---------- Data shown ----------

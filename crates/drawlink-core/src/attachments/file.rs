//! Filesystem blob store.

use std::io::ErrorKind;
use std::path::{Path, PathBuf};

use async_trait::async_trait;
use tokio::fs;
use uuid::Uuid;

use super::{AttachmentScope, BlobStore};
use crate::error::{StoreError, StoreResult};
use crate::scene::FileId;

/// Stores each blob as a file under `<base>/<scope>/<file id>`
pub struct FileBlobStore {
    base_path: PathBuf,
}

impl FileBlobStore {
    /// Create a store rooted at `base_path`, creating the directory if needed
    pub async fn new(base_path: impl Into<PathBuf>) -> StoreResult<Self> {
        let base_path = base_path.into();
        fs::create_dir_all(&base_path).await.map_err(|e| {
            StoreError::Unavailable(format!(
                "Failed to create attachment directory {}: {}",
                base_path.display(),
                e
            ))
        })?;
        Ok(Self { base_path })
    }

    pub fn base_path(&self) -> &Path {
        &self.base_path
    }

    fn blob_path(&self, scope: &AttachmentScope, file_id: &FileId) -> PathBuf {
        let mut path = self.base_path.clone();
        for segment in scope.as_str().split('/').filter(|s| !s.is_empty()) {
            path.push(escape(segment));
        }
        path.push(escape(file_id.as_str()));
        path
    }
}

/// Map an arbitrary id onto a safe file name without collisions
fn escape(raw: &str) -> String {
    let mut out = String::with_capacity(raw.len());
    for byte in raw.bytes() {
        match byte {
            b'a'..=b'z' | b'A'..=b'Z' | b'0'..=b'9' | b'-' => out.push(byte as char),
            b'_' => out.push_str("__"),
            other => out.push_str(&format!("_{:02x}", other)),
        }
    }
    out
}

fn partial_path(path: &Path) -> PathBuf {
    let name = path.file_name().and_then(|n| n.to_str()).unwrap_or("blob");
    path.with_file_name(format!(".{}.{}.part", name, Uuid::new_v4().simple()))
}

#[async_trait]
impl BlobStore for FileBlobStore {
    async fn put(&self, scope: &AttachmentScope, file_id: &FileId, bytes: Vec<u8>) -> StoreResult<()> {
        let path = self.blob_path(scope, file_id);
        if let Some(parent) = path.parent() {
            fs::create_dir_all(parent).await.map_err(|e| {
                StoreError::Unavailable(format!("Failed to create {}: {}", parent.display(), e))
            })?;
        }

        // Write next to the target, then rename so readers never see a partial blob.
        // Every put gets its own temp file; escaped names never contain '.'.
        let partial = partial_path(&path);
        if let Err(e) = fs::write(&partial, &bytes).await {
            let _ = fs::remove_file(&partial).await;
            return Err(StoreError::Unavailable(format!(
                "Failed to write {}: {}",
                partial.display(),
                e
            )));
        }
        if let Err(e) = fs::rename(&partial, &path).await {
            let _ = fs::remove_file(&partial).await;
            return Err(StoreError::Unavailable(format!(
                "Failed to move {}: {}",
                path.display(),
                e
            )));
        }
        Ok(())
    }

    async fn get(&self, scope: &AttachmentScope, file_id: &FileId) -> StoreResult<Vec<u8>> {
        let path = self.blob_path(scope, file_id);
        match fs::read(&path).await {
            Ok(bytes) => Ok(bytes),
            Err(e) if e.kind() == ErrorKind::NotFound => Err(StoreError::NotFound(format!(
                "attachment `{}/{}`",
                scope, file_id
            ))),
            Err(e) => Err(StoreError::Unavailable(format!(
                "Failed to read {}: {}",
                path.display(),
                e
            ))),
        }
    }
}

----------
---------- Data shown ----------

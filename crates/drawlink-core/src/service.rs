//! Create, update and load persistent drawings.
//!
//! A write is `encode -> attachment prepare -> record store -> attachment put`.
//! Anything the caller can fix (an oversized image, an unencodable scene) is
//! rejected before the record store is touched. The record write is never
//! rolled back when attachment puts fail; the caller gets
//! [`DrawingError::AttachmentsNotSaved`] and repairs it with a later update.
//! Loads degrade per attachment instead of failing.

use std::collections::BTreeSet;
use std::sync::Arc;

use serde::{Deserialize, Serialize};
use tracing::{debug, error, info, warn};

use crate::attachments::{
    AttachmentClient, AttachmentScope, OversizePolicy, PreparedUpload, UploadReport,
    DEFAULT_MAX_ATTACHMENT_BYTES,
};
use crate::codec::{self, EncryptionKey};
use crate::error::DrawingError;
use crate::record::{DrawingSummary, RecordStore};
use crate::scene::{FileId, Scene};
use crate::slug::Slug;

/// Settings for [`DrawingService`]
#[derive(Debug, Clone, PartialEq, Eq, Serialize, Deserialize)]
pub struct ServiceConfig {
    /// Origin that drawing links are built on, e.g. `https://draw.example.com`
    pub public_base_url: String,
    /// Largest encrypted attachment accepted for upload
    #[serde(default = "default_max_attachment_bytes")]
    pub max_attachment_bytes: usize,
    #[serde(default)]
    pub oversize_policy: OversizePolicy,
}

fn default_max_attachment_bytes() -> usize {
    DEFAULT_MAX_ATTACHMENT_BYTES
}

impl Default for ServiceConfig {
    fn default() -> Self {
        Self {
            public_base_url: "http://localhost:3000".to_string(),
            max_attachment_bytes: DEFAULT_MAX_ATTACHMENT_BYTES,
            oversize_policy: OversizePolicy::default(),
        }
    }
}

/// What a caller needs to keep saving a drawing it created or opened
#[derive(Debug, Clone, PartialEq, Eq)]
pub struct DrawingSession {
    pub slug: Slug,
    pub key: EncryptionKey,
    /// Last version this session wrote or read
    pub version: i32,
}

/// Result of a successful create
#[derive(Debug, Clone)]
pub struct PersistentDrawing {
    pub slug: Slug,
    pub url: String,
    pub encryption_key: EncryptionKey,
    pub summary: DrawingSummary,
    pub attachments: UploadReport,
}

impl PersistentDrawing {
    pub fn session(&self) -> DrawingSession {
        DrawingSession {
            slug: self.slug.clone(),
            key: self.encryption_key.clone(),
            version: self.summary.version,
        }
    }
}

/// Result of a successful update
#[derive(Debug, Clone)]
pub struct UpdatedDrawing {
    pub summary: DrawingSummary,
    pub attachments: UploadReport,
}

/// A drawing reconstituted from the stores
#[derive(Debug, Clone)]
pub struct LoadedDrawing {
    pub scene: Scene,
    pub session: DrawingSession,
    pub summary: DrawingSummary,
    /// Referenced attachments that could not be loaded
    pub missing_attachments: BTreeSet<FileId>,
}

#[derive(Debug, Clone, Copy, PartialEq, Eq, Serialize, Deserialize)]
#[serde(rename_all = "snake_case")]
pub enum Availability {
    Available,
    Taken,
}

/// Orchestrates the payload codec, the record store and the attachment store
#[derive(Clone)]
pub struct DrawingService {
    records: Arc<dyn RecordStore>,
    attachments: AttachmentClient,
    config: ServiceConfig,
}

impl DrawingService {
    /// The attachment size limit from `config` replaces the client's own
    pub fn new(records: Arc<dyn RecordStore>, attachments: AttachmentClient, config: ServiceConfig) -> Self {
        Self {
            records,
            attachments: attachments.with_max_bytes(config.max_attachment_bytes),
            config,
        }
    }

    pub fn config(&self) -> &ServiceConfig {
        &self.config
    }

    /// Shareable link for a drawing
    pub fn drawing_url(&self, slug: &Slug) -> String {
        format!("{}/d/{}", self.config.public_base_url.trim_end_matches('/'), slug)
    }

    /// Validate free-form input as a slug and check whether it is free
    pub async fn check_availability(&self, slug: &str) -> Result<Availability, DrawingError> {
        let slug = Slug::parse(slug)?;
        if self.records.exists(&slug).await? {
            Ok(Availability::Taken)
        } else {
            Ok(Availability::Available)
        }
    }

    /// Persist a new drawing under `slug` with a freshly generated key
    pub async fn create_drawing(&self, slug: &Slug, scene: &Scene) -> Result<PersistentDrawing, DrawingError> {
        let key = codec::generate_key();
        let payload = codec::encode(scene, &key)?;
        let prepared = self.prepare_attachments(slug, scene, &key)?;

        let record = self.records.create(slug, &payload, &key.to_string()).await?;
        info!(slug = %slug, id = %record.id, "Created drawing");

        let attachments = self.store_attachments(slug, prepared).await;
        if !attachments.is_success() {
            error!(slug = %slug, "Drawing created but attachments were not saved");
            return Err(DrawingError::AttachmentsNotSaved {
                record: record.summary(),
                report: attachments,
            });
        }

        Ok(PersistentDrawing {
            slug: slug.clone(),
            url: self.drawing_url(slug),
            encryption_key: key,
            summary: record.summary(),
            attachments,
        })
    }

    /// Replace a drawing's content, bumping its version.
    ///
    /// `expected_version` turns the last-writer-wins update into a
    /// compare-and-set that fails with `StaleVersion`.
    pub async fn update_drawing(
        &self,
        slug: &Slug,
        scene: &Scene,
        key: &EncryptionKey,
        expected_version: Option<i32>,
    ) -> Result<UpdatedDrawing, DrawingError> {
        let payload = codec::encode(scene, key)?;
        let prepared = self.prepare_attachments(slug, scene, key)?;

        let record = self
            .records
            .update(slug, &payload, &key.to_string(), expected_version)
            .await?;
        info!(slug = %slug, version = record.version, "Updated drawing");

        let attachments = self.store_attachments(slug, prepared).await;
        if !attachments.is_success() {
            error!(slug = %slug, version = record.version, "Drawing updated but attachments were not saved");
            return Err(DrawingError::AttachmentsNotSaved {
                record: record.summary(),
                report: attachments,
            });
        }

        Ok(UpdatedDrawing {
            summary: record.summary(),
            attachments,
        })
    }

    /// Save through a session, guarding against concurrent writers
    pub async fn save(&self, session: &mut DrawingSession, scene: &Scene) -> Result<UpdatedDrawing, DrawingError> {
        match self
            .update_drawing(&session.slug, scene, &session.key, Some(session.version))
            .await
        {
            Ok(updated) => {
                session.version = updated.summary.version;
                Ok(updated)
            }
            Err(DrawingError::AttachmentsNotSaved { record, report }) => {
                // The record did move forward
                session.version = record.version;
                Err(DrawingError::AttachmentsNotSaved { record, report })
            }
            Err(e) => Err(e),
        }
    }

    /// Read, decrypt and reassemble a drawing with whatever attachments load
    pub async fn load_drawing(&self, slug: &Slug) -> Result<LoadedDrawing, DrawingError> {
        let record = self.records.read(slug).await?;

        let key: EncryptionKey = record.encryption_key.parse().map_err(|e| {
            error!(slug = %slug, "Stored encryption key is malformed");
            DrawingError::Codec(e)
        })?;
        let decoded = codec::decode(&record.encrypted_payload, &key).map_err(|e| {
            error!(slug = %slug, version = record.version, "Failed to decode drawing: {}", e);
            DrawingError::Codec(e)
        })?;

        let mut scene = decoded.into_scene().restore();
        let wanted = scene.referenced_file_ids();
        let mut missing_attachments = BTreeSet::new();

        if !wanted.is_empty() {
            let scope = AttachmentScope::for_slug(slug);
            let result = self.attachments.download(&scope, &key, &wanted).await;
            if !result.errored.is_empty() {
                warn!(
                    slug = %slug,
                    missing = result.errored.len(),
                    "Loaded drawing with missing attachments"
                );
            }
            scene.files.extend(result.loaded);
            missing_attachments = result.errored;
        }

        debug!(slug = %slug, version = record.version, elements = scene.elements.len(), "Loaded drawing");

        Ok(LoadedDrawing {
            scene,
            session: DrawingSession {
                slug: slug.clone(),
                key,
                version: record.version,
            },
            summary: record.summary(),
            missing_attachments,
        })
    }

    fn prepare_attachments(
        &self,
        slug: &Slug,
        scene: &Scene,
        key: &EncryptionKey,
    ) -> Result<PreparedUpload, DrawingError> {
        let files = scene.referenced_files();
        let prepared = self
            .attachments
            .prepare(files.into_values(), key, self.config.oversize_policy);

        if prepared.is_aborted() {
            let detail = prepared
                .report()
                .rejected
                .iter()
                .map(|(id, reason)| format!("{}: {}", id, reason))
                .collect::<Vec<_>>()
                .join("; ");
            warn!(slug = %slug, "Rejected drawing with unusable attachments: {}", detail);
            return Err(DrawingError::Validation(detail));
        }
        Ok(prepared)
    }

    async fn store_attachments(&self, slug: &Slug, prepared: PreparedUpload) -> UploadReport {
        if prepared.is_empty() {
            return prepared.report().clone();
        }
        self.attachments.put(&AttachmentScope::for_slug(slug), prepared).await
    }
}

----------

Task >> Transcribe, exactly and without additions, the lines of the records above, beginning with the line that contains "filename crates/drawlink-core/src/attachments/file.rs" and ending with the line that contains "use crate::scene::FileId;", both included.

Reply >>
filename crates/drawlink-core/src/attachments/file.rs
//! Filesystem blob store.

use std::io::ErrorKind;
use std::path::{Path, PathBuf};

use async_trait::async_trait;
use tokio::fs;
use uuid::Uuid;

use super::{AttachmentScope, BlobStore};
use crate::error::{StoreError, StoreResult};
use crate::scene::FileId;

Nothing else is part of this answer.